On November 22, 2019, our subsidiary, Sirius
XM Radio Inc., entered into a new employment agreement (the “Employment Agreement”) with Patrick L. Donnelly to continue
to serve as our Executive Vice President, General Counsel and Secretary through November 22, 2022. The Employment Agreement is
substantially similar to Mr. Donnelly’s existing employment agreement, other than with respect to certain economic changes
described below.
Mr. Donnelly’s Employment Agreement specifies
an annual base salary of $1,025,000 and an opportunity to earn an annual bonus in an amount determined by the Compensation Committee
of our Board of Directors based on the achievement of performance goals. The Employment Agreement does not provide for a specified
annual bonus target opportunity.
The Employment Agreement also provides, in the
case of certain qualifying terminations, for continuation of health insurance benefits for eighteen months, continuation of life
insurance benefits for twelve months, and for a lump sum severance payment in an amount equal to the sum of (i) Mr. Donnelly’s
annual base salary plus (ii) the greater of $1,537,500 or the last annual bonus paid (or due and payable) to him. Our obligation
to pay the severance is subject to Mr. Donnelly’s execution of a release of claims against us and his compliance with certain
restrictive covenants.
We granted Mr. Donnelly an option to purchase
1,463,135 shares of our common stock, as well as 293,902 time-based restricted stock units and 587,803 performance-based restricted
stock units. The option granted to Mr. Donnelly has an exercise price equal to $6.805 per share. The option and time-based restricted
stock unit award each vest in equal annual amounts over three years. The performance-based restricted stock unit award vests based
upon the achievement of applicable performance conditions, subject to his continued employment for three years. Each of these awards
is subject to acceleration or termination under certain circumstances.

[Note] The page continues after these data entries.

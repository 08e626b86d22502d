// Stops Rust Analyzer complaining about missing configs
// See https://solana.stackexchange.com/questions/17777
#![allow(unexpected_cfgs)]

use anchor_lang::prelude::*;

pub mod constants;
pub mod error;
pub mod handlers;
pub mod state;
pub mod tally;

use constants::*;
pub use error::ErrorCode;
pub use state::{Ballot, Question, QuestionState, Registry, VoterSlot};

declare_id!("DEbNVLfVptoLTQp8De3gv3kVrDBWaNTTPF5U8vZZPDew");

#[program]
pub mod vote_factory {
    use super::*;

    pub fn initialize_registry(ctx: Context<InitializeRegistry>) -> Result<()> {
        handlers::initialize_registry::initialize_registry(ctx)
    }

    pub fn transfer_ownership(ctx: Context<TransferOwnership>, new_owner: Pubkey) -> Result<()> {
        handlers::transfer_ownership::transfer_ownership(ctx, new_owner)
    }

    pub fn create_question(ctx: Context<CreateQuestion>, question: String) -> Result<u64> {
        handlers::create_question::create_question(ctx, question)
    }

    pub fn set_question(ctx: Context<ManageQuestion>, id: u64, question: String) -> Result<()> {
        handlers::edit_question::set_question(ctx, id, question)
    }

    pub fn add_answer(ctx: Context<ManageQuestion>, id: u64, answer: String) -> Result<u16> {
        handlers::edit_question::add_answer(ctx, id, answer)
    }

    pub fn set_answer(
        ctx: Context<ManageQuestion>,
        id: u64,
        answer_id: u16,
        answer: String,
    ) -> Result<()> {
        handlers::edit_question::set_answer(ctx, id, answer_id, answer)
    }

    pub fn start_question(ctx: Context<ManageQuestion>, id: u64) -> Result<()> {
        handlers::lifecycle::start_question(ctx, id)
    }

    pub fn stop_question(ctx: Context<ManageQuestion>, id: u64) -> Result<()> {
        handlers::lifecycle::stop_question(ctx, id)
    }

    pub fn cast(ctx: Context<Cast>, id: u64, answer_id: u16) -> Result<()> {
        handlers::cast::cast(ctx, id, answer_id)
    }

    pub fn results(ctx: Context<ReadQuestion>, id: u64) -> Result<String> {
        handlers::results::results(ctx, id)
    }

    pub fn registry_owner(ctx: Context<ReadRegistry>) -> Result<Pubkey> {
        handlers::views::registry_owner(ctx)
    }

    pub fn question_count(ctx: Context<ReadRegistry>) -> Result<u64> {
        handlers::views::question_count(ctx)
    }

    // The `id` arguments of the accessors below are only read by the
    // account constraints (PDA derivation), hence the allow.

    #[allow(unused_variables)]
    pub fn question_text(ctx: Context<ReadQuestion>, id: u64) -> Result<String> {
        handlers::views::question_text(ctx)
    }

    #[allow(unused_variables)]
    pub fn current_state(ctx: Context<ReadQuestion>, id: u64) -> Result<QuestionState> {
        handlers::views::current_state(ctx)
    }

    #[allow(unused_variables)]
    pub fn answer_count(ctx: Context<ReadQuestion>, id: u64) -> Result<u16> {
        handlers::views::answer_count(ctx)
    }

    #[allow(unused_variables)]
    pub fn answer_text(ctx: Context<ReadQuestion>, id: u64, answer_id: u16) -> Result<String> {
        handlers::views::answer_text(ctx, answer_id)
    }

    #[allow(unused_variables)]
    pub fn voter_count(ctx: Context<ReadQuestion>, id: u64) -> Result<u64> {
        handlers::views::voter_count(ctx)
    }

    #[allow(unused_variables)]
    pub fn voter_at(ctx: Context<ReadVoter>, id: u64, rank: u64) -> Result<Pubkey> {
        handlers::views::voter_at(ctx, rank)
    }

    #[allow(unused_variables)]
    pub fn voter_choice(
        ctx: Context<ReadBallot>,
        id: u64,
        voter: Pubkey,
    ) -> Result<Option<u16>> {
        handlers::views::voter_choice(ctx)
    }
}

#[derive(Accounts)]
pub struct InitializeRegistry<'info> {
    #[account(mut)]
    pub payer: Signer<'info>,

    #[account(
        init,
        payer = payer,
        space = 8 + Registry::INIT_SPACE,
        seeds = [REGISTRY_SEED],
        bump,
    )]
    pub registry: Account<'info, Registry>,

    pub system_program: Program<'info, System>,
}

#[derive(Accounts)]
pub struct TransferOwnership<'info> {
    /// Must match `registry.owner`, checked in the handler
    pub owner: Signer<'info>,

    #[account(
        mut,
        seeds = [REGISTRY_SEED],
        bump = registry.bump,
    )]
    pub registry: Account<'info, Registry>,
}

#[derive(Accounts)]
pub struct CreateQuestion<'info> {
    #[account(mut)]
    pub creator: Signer<'info>,

    #[account(
        mut,
        seeds = [REGISTRY_SEED],
        bump = registry.bump,
    )]
    pub registry: Account<'info, Registry>,

    #[account(
        init,
        payer = creator,
        space = 8 + Question::INIT_SPACE,
        seeds = [QUESTION_SEED, registry.question_count.to_le_bytes().as_ref()],
        bump,
    )]
    pub question: Account<'info, Question>,

    pub system_program: Program<'info, System>,
}

/// Shared by every creator-only instruction. The caller is compared against
/// `question.creator` by the state methods so that a rejected call reports
/// `Unauthorized` rather than a constraint violation.
#[derive(Accounts)]
#[instruction(id: u64)]
pub struct ManageQuestion<'info> {
    pub caller: Signer<'info>,

    #[account(
        mut,
        seeds = [QUESTION_SEED, id.to_le_bytes().as_ref()],
        bump = question.bump,
    )]
    pub question: Account<'info, Question>,
}

#[derive(Accounts)]
#[instruction(id: u64)]
pub struct Cast<'info> {
    #[account(mut)]
    pub voter: Signer<'info>,

    #[account(
        mut,
        seeds = [QUESTION_SEED, id.to_le_bytes().as_ref()],
        bump = question.bump,
    )]
    pub question: Account<'info, Question>,

    #[account(
        init_if_needed,
        payer = voter,
        space = 8 + Ballot::INIT_SPACE,
        seeds = [BALLOT_SEED, question.key().as_ref(), voter.key().as_ref()],
        bump,
    )]
    pub ballot: Account<'info, Ballot>,

    /// CHECK: next voter-roll entry, at rank `question.voter_count`. Created by
    /// the handler on a first cast only, so a repeated cast leaves it untouched.
    #[account(
        mut,
        seeds = [
            VOTER_SEED,
            question.key().as_ref(),
            question.voter_count.to_le_bytes().as_ref(),
        ],
        bump,
    )]
    pub voter_slot: UncheckedAccount<'info>,

    pub system_program: Program<'info, System>,
}

#[derive(Accounts)]
pub struct ReadRegistry<'info> {
    #[account(
        seeds = [REGISTRY_SEED],
        bump = registry.bump,
    )]
    pub registry: Account<'info, Registry>,
}

#[derive(Accounts)]
#[instruction(id: u64)]
pub struct ReadQuestion<'info> {
    #[account(
        seeds = [QUESTION_SEED, id.to_le_bytes().as_ref()],
        bump = question.bump,
    )]
    pub question: Account<'info, Question>,
}

#[derive(Accounts)]
#[instruction(id: u64, voter: Pubkey)]
pub struct ReadBallot<'info> {
    #[account(
        seeds = [QUESTION_SEED, id.to_le_bytes().as_ref()],
        bump = question.bump,
    )]
    pub question: Account<'info, Question>,

    /// CHECK: address fixed by the seeds; stays uninitialized until the voter casts
    #[account(
        seeds = [BALLOT_SEED, question.key().as_ref(), voter.as_ref()],
        bump,
    )]
    pub ballot: UncheckedAccount<'info>,
}

#[derive(Accounts)]
#[instruction(id: u64, rank: u64)]
pub struct ReadVoter<'info> {
    #[account(
        seeds = [QUESTION_SEED, id.to_le_bytes().as_ref()],
        bump = question.bump,
    )]
    pub question: Account<'info, Question>,

    /// CHECK: address fixed by the seeds; uninitialized for ranks past the roll
    #[account(
        seeds = [VOTER_SEED, question.key().as_ref(), rank.to_le_bytes().as_ref()],
        bump,
    )]
    pub voter_slot: UncheckedAccount<'info>,
}
//! Plurality tally with tie detection.
//!
//! A winner only has to strictly exceed every other answer's count; it does
//! not need a majority of the voters. When several answers share the highest
//! count the outcome is undecidable, which includes a question nobody voted
//! on (every answer ties at zero).

/// Outcome of tallying a stopped question.
#[derive(Clone, Copy, Debug, PartialEq, Eq)]
pub enum Outcome {
    /// Index of the single answer holding the highest count.
    Winner(usize),
    /// Two or more answers share the highest count.
    Undecidable,
}

/// Picks the unique leader out of per-answer vote counts.
///
/// `counts[a]` is the number of voters whose recorded choice is answer `a`.
pub fn tally(counts: &[u64]) -> Outcome {
    let Some(&max) = counts.iter().max() else {
        return Outcome::Undecidable;
    };

    let mut leaders = counts
        .iter()
        .enumerate()
        .filter(|(_, &count)| count == max)
        .map(|(answer, _)| answer);

    match (leaders.next(), leaders.next()) {
        (Some(winner), None) => Outcome::Winner(winner),
        _ => Outcome::Undecidable,
    }
}
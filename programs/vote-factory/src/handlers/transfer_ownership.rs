use anchor_lang::prelude::*;

use crate::{state::OwnershipTransferred, TransferOwnership};

/// Hands registry ownership to `new_owner`. Only the current owner may call.
pub fn transfer_ownership(ctx: Context<TransferOwnership>, new_owner: Pubkey) -> Result<()> {
    let previous_owner = ctx.accounts.registry.owner;

    ctx.accounts
        .registry
        .transfer_ownership(ctx.accounts.owner.key(), new_owner)?;

    msg!("Registry ownership transferred to {}", new_owner);
    emit!(OwnershipTransferred {
        previous_owner,
        new_owner,
    });

    Ok(())
}
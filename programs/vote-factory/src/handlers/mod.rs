pub mod initialize_registry;
pub use initialize_registry::*;

pub mod transfer_ownership;
pub use transfer_ownership::*;

pub mod create_question;
pub use create_question::*;

pub mod edit_question;
pub use edit_question::*;

pub mod lifecycle;
pub use lifecycle::*;

pub mod cast;
pub use cast::*;

pub mod results;
pub use results::*;

pub mod views;
pub use views::*;
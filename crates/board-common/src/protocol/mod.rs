//! Gateway protocol definitions
//!
//! The WebSocket protocol between the gateway and display boards: op codes,
//! the message envelope, close codes, and payloads.

mod close_codes;
mod messages;
mod opcodes;
mod payloads;

pub use close_codes::CloseCode;
pub use messages::GatewayMessage;
pub use opcodes::OpCode;
pub use payloads::{HelloPayload, FEEDBACK_CREATE};
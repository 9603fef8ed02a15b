//! Service context - dependency container for services

use std::sync::Arc;

use board_cache::SharedRedisPool;
use board_common::BoardConfig;
use board_core::traits::{EventPublisher, FeedbackRepository};
use board_core::{Snowflake, SnowflakeGenerator};
use board_db::PgPool;

use super::error::{ServiceError, ServiceResult};

/// Service context containing all dependencies
///
/// Holds the connection pools (used by readiness checks), the feedback
/// repository, the event publisher and the ID generator.
#[derive(Clone)]
pub struct ServiceContext {
    pool: PgPool,
    redis_pool: SharedRedisPool,
    feedback_repo: Arc<dyn FeedbackRepository>,
    publisher: Arc<dyn EventPublisher>,
    snowflake_generator: Arc<SnowflakeGenerator>,
    board: BoardConfig,
}

impl ServiceContext {
    /// Create a new service context with all dependencies
    pub fn new(
        pool: PgPool,
        redis_pool: SharedRedisPool,
        feedback_repo: Arc<dyn FeedbackRepository>,
        publisher: Arc<dyn EventPublisher>,
        snowflake_generator: Arc<SnowflakeGenerator>,
        board: BoardConfig,
    ) -> Self {
        Self {
            pool,
            redis_pool,
            feedback_repo,
            publisher,
            snowflake_generator,
            board,
        }
    }

    /// Get the PostgreSQL connection pool
    pub fn pool(&self) -> &PgPool {
        &self.pool
    }

    /// Get the Redis connection pool
    pub fn redis_pool(&self) -> &SharedRedisPool {
        &self.redis_pool
    }

    /// Get the feedback repository
    pub fn feedback_repo(&self) -> &dyn FeedbackRepository {
        self.feedback_repo.as_ref()
    }

    /// Get the event publisher
    pub fn publisher(&self) -> &dyn EventPublisher {
        self.publisher.as_ref()
    }

    /// Feed settings
    pub fn board(&self) -> &BoardConfig {
        &self.board
    }

    /// Generate a new Snowflake ID
    pub fn generate_id(&self) -> Snowflake {
        self.snowflake_generator.generate()
    }
}

impl std::fmt::Debug for ServiceContext {
    fn fmt(&self, f: &mut std::fmt::Formatter<'_>) -> std::fmt::Result {
        f.debug_struct("ServiceContext")
            .field("pool", &"PgPool")
            .field("redis_pool", &self.redis_pool)
            .field("worker_id", &self.snowflake_generator.worker_id())
            .field("board", &self.board)
            .finish()
    }
}

/// Builder for creating ServiceContext
#[derive(Default)]
pub struct ServiceContextBuilder {
    pool: Option<PgPool>,
    redis_pool: Option<SharedRedisPool>,
    feedback_repo: Option<Arc<dyn FeedbackRepository>>,
    publisher: Option<Arc<dyn EventPublisher>>,
    snowflake_generator: Option<Arc<SnowflakeGenerator>>,
    board: Option<BoardConfig>,
}

impl ServiceContextBuilder {
    pub fn new() -> Self {
        Self::default()
    }

    pub fn pool(mut self, pool: PgPool) -> Self {
        self.pool = Some(pool);
        self
    }

    pub fn redis_pool(mut self, redis_pool: SharedRedisPool) -> Self {
        self.redis_pool = Some(redis_pool);
        self
    }

    pub fn feedback_repo(mut self, repo: Arc<dyn FeedbackRepository>) -> Self {
        self.feedback_repo = Some(repo);
        self
    }

    pub fn publisher(mut self, publisher: Arc<dyn EventPublisher>) -> Self {
        self.publisher = Some(publisher);
        self
    }

    pub fn snowflake_generator(mut self, generator: Arc<SnowflakeGenerator>) -> Self {
        self.snowflake_generator = Some(generator);
        self
    }

    pub fn board(mut self, board: BoardConfig) -> Self {
        self.board = Some(board);
        self
    }

    /// Build the ServiceContext
    ///
    /// # Errors
    /// Returns `ServiceError::Validation` if any required dependency is missing
    pub fn build(self) -> ServiceResult<ServiceContext> {
        Ok(ServiceContext::new(
            self.pool
                .ok_or_else(|| ServiceError::validation("pool is required"))?,
            self.redis_pool
                .ok_or_else(|| ServiceError::validation("redis_pool is required"))?,
            self.feedback_repo
                .ok_or_else(|| ServiceError::validation("feedback_repo is required"))?,
            self.publisher
                .ok_or_else(|| ServiceError::validation("publisher is required"))?,
            self.snowflake_generator.unwrap_or_default(),
            self.board.unwrap_or_default(),
        ))
    }
}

The Employment Agreement also contains other
provisions consistent with his existing employment agreement, including confidentiality and non-competition restrictions, as well
as a compensation clawback to the extent required by applicable law, regulations or stock exchange listing requirement, or any
company policy adopted pursuant thereto.
The foregoing description is qualified in its
entirety by the Employment Agreement attached as Exhibit 10.1 to this Current Report on Form 8-K.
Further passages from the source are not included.